Entries taken from a collection
◇ ◇ ◇
#[cfg(test)]
mod tests {
    use super::*;
    use crate::store::{CacheBackend, MemoryBackend};
    use async_trait::async_trait;
    use bytes::Bytes;
    use cachekit_net::{StaticFetcher, StaticRoute, SwitchableFetcher};
    use http::{HeaderMap, StatusCode};
    use std::time::Duration;
    use tokio::sync::Notify;
    use url::Url;

    const FEED: &str = "http://localhost:8080/api/feed";
    const LOGO: &str = "http://localhost:8080/icons/icon-192x192.png";

    fn engine(
        fetcher: StaticFetcher,
    ) -> (StrategyEngine, Arc<SwitchableFetcher<StaticFetcher>>, CacheStorage) {
        let fetcher = Arc::new(SwitchableFetcher::new(fetcher));
        let storage = CacheStorage::in_memory();
        let engine = StrategyEngine::new(
            Arc::new(WorkerConfig::default()),
            storage.clone(),
            fetcher.clone(),
        )
        .unwrap();
        (engine, fetcher, storage)
    }

    fn get(url: &str) -> Request {
        Request::get(Url::parse(url).unwrap())
    }

    #[tokio::test]
    async fn test_respond_routes_by_class() {
        let (engine, fetcher, _) = engine(
            StaticFetcher::new()
                .with_route(FEED, StaticRoute::ok("application/json", "[1]"))
                .with_route(LOGO, StaticRoute::ok("image/png", "png")),
        );

        engine.respond(&get(FEED)).await;
        engine.respond(&get(LOGO)).await;
        engine.settle().await;

        // Both cached; the API is still refetched, the asset is not
        engine.respond(&get(FEED)).await;
        engine.respond(&get(LOGO)).await;
        assert_eq!(fetcher.inner().calls_for(FEED).await, 2);
        assert_eq!(fetcher.inner().calls_for(LOGO).await, 1);
    }

    #[tokio::test]
    async fn test_network_first_stores_in_dynamic_generation() {
        let (engine, _, storage) =
            engine(StaticFetcher::new().with_route(FEED, StaticRoute::ok("application/json", "[1]")));

        let response = engine.network_first(&get(FEED)).await;
        assert_eq!(response.source, ResponseSource::Network);
        engine.settle().await;

        let dynamic = storage.open("tiktok-player-dynamic-v2").await.unwrap();
        let stored = dynamic.match_request(&get(FEED)).await.unwrap().unwrap();
        assert_eq!(stored.body, b"[1]");
        assert!(!storage.has("tiktok-player-static-v2").await.unwrap());
    }

    #[tokio::test]
    async fn test_network_first_prefers_fresh_network_data() {
        let (engine, fetcher, _) =
            engine(StaticFetcher::new().with_route(FEED, StaticRoute::ok("application/json", "old")));

        engine.network_first(&get(FEED)).await;
        engine.settle().await;

        fetcher
            .inner()
            .set_route(FEED, StaticRoute::ok("application/json", "new"))
            .await;
        let response = engine.network_first(&get(FEED)).await;
        assert_eq!(response.text(), "new");
        assert_eq!(response.source, ResponseSource::Network);
    }

    #[tokio::test]
    async fn test_network_first_non_success_falls_back_to_cache() {
        let (engine, fetcher, _) =
            engine(StaticFetcher::new().with_route(FEED, StaticRoute::ok("application/json", "cached")));

        engine.network_first(&get(FEED)).await;
        engine.settle().await;

        fetcher.inner().set_route(FEED, StaticRoute::status(503)).await;
        let response = engine.network_first(&get(FEED)).await;
        assert_eq!(response.status, 200);
        assert_eq!(response.text(), "cached");
        assert_eq!(response.source, ResponseSource::Cache);
    }

    #[tokio::test]
    async fn test_network_first_does_not_store_errors() {
        let (engine, _, storage) = engine(StaticFetcher::new().with_route(FEED, StaticRoute::status(500)));

        let response = engine.network_first(&get(FEED)).await;
        engine.settle().await;

        assert_eq!(response.status, 408);
        let dynamic = storage.open("tiktok-player-dynamic-v2").await.unwrap();
        assert!(dynamic.keys().await.unwrap().is_empty());
    }

    #[tokio::test]
    async fn test_cache_first_server_error_falls_back() {
        let (engine, _, storage) = engine(StaticFetcher::new().with_route(LOGO, StaticRoute::status(500)));

        let response = engine.cache_first(&get(LOGO)).await;
        engine.settle().await;

        assert_eq!(response.status, 404);
        assert_eq!(response.text(), "Resource not available offline");
        assert_eq!(response.source, ResponseSource::Fallback);
        let assets = storage.open("tiktok-player-static-v2").await.unwrap();
        assert!(assets.keys().await.unwrap().is_empty());
    }

    #[tokio::test]
    async fn test_cache_first_navigation_error_gets_offline_page() {
        const ABOUT: &str = "http://localhost:8080/about";
        let (engine, _, storage) = engine(StaticFetcher::new().with_route(ABOUT, StaticRoute::status(503)));

        let root = RequestKey::get(&Url::parse("http://localhost:8080/").unwrap());
        let shell = CacheEntry::capture(
            &root,
            StatusCode::OK,
            &HeaderMap::new(),
            Bytes::from_static(b"<h1>shell</h1>"),
        );
        let assets = storage.open("tiktok-player-static-v2").await.unwrap();
        assets.put(root, shell).await.unwrap();

        let response = engine
            .cache_first(&Request::navigate(Url::parse(ABOUT).unwrap()))
            .await;
        assert_eq!(response.status, 200);
        assert_eq!(response.text(), "<h1>shell</h1>");
        assert_eq!(response.source, ResponseSource::Fallback);
    }

    #[tokio::test]
    async fn test_cache_first_hit_skips_network() {
        let (engine, fetcher, _) =
            engine(StaticFetcher::new().with_route(LOGO, StaticRoute::ok("image/png", "png")));

        let first = engine.cache_first(&get(LOGO)).await;
        assert_eq!(first.source, ResponseSource::Network);
        engine.settle().await;

        let second = engine.cache_first(&get(LOGO)).await;
        assert_eq!(second.source, ResponseSource::Cache);
        assert_eq!(second.body, first.body);
        assert_eq!(fetcher.inner().calls(), 1);
    }

    #[tokio::test]
    async fn test_network_timeout_falls_back() {
        let fetcher = Arc::new(SwitchableFetcher::new(StaticFetcher::new().with_route(
            FEED,
            StaticRoute::ok("application/json", "late").with_delay(std::time::Duration::from_secs(5)),
        )));
        let config = WorkerConfig {
            network_timeout_ms: Some(20),
            ..Default::default()
        };
        let engine =
            StrategyEngine::new(Arc::new(config), CacheStorage::in_memory(), fetcher).unwrap();

        let response = engine.network_first(&get(FEED)).await;
        assert_eq!(response.status, 408);
        assert_eq!(response.source, ResponseSource::Fallback);
    }

    #[tokio::test]
    async fn test_settle_with_nothing_pending() {
        let (engine, _, _) = engine(StaticFetcher::new());
        engine.settle().await;
        assert_eq!(engine.pending_writes(), 0);
    }

    /// Memory backend whose writes block until the gate opens.
    struct GatedBackend {
        inner: MemoryBackend,
        gate: Arc<Notify>,
    }

    #[async_trait]
    impl CacheBackend for GatedBackend {
        async fn open(&self, name: &str) -> Result<(), ServiceWorkerError> {
            self.inner.open(name).await
        }

        async fn has(&self, name: &str) -> Result<bool, ServiceWorkerError> {
            self.inner.has(name).await
        }

        async fn get(
            &self,
            name: &str,
            key: &RequestKey,
        ) -> Result<Option<CacheEntry>, ServiceWorkerError> {
            self.inner.get(name, key).await
        }

        async fn put(
            &self,
            name: &str,
            key: RequestKey,
            entry: CacheEntry,
        ) -> Result<(), ServiceWorkerError> {
            self.gate.notified().await;
            self.inner.put(name, key, entry).await
        }

        async fn entries(&self, name: &str) -> Result<Vec<RequestKey>, ServiceWorkerError> {
            self.inner.entries(name).await
        }

        async fn keys(&self) -> Result<Vec<String>, ServiceWorkerError> {
            self.inner.keys().await
        }

        async fn delete(&self, name: &str) -> Result<bool, ServiceWorkerError> {
            self.inner.delete(name).await
        }
    }

    #[tokio::test]
    async fn test_response_does_not_wait_for_cache_write() {
        let gate = Arc::new(Notify::new());
        let storage = CacheStorage::new(Arc::new(GatedBackend {
            inner: MemoryBackend::default(),
            gate: gate.clone(),
        }));
        let fetcher = Arc::new(SwitchableFetcher::new(
            StaticFetcher::new().with_route(FEED, StaticRoute::ok("application/json", "[1]")),
        ));
        let engine =
            StrategyEngine::new(Arc::new(WorkerConfig::default()), storage.clone(), fetcher).unwrap();

        let response = tokio::time::timeout(Duration::from_secs(1), engine.network_first(&get(FEED)))
            .await
            .expect("response blocked on the cache write");
        assert_eq!(response.source, ResponseSource::Network);
        assert_eq!(response.text(), "[1]");
        assert_eq!(engine.pending_writes(), 1);

        gate.notify_one();
        engine.settle().await;
        assert_eq!(engine.pending_writes(), 0);

        let dynamic = storage.open("tiktok-player-dynamic-v2").await.unwrap();
        assert!(dynamic.match_request(&get(FEED)).await.unwrap().is_some());
    }

    #[tokio::test]
    async fn test_concurrent_settles_both_return() {
        let (engine, _, storage) =
            engine(StaticFetcher::new().with_route(LOGO, StaticRoute::ok("image/png", "png")));

        engine.cache_first(&get(LOGO)).await;
        tokio::time::timeout(Duration::from_secs(1), async {
            tokio::join!(engine.settle(), engine.settle());
        })
        .await
        .expect("concurrent settle hung");
        assert_eq!(engine.pending_writes(), 0);

        // The tracker is open again: later writes are still awaited
        engine.network_first(&get(LOGO)).await;
        engine.settle().await;
        let dynamic = storage.open("tiktok-player-dynamic-v2").await.unwrap();
        assert_eq!(dynamic.keys().await.unwrap().len(), 1);
    }
}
◇ ◇ ◇
ACTIVITY
Gather each line from the entries above that includes the word "cached".

EXERCISE OUTPUT
        // Both cached; the API is still refetched, the asset is not
            engine(StaticFetcher::new().with_route(FEED, StaticRoute::ok("application/json", "cached")));
        assert_eq!(response.text(), "cached");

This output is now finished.